Why You Should Consider a Solo 401k Plan Provider

The risks and rewards of self-employment are numerous. But just because you are self-employed, doesn’t mean you have to do everything on your own. Various entities can assist you along the way, especially in terms of your retirement planning.

If you are considering starting a retirement plan as a self-employed individual, you should strongly consider a Solo 401k. A Solo 401k provider can help you in selecting the best plan for you and your business needs.

How Does a Solo 401k Work?

A Solo 401k is a retirement fund option for self-employed individuals. The primary requirement for starting this type of retirement plan is that you do not have any employees.

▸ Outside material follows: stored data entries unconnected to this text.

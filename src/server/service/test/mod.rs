use chrono::NaiveDate;
use sea_orm::DatabaseConnection;
use test_utils::{builder::TestBuilder, factory};

use crate::server::{
    error::AppError,
    model::{
        degree::{CreateDegreeParam, UpdateDegreeParam},
        department::{CreateDepartmentParam, UpdateDepartmentParam},
        teacher::{CreateTeacherParam, TeacherKey, UpdateTeacherParam},
    },
    service::{
        degree::DegreeService, department::DepartmentService, statistics::StatisticsService,
        teacher::TeacherService,
    },
};


fn date(y: i32, m: u32, d: u32) -> NaiveDate {
    NaiveDate::from_ymd_opt(y, m, d).unwrap()
}

/// Inserts department `CNTT` and degree `Thạc sĩ` through the services.
async fn seed_references(db: &DatabaseConnection) -> Result<(), AppError> {
    DepartmentService::new(db)
        .create(CreateDepartmentParam {
            full_name: "Khoa Công nghệ thông tin".to_string(),
            abbreviation: "CNTT".to_string(),
        })
        .await?;
    DegreeService::new(db)
        .create(CreateDegreeParam {
            name: "Thạc sĩ".to_string(),
            coefficient: 1.2,
            specialization: "CNTT".to_string(),
            issue_date: date(2020, 1, 1),
        })
        .await?;
    Ok(())
}

fn teacher_param(teacher_id: &str, email: &str) -> CreateTeacherParam {
    CreateTeacherParam {
        teacher_id: teacher_id.to_string(),
        full_name: "Nguyen Van A".to_string(),
        date_of_birth: date(1990, 1, 1),
        department: "CNTT".to_string(),
        degree: "Thạc sĩ".to_string(),
        email: email.to_string(),
        phone_number: "0912345678".to_string(),
        join_date: date(2021, 1, 1),
    }
}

This type of plan is extremely beneficial for the self-employed, as it allows you to contribute to your retirement plan as both an employee and business owner.

The ability to contribute from both directions (employee and employer) has huge tax implications, both in the deductible amount and in that you can choose when to pay taxes by structuring your plan as a “Traditional” or ‘Roth” Solo 401k.

Additionally, you are afforded significant flexibility when it comes to loans in a Solo 401k. Because self-employed individuals are not expected to have many options to tap into in the case of an emergency, the Solo 401k plan allows the individual to take out loans to the tune of $50,000 or half of the available value in the plan (whichever amount is less). It is obviously good practice to keep fund in your account for as long as possible to allow them to mature, however, in times of great difficulty or uncertainty, you have the option of using these funds to stay afloat.

What is the Process for Opening a Solo 401k?

There is a simple step by step process involved in opening a Solo 401k:

  1. Select Your Solo 401k Provider. You’ll want to select a Solo 401k provider who fits your needs. A provider should be based on a variety of factors including: cost of plans, customer service options, customization capability, and ease of use on the provider’s platform.
  2. Complete Your Solo 401k Application. Follow the step-by-step application process.
  3. Select From “Roth” or “Traditional” Options. Weigh your options and determine whether you would benefit more from the “Traditional” or “Roth” option for your Solo 401k.
  4. Start Contributing. Determine which type of contributions you would like to invest in such as stocks, bonds, mutual funds, and other options.
  5. Complete the Process in a Timely Manner. Remember again that you can contribute as both an employee and an employer, which come with different deadlines. Employees must make contributions before January 1st, but employers have some extra time to contribute; up until the April 15th tax deadline.

From this point on, you’ll need to keep on top of what you need to fill out and when. Your Solo 401k provider can help walk you through the process and for what dates and deadlines you’ll want to remember.

Bottom Line

As a self-employed individual, you should make the most of the options afforded to you. A Solo 401k is one of the best perks available to the self-employed.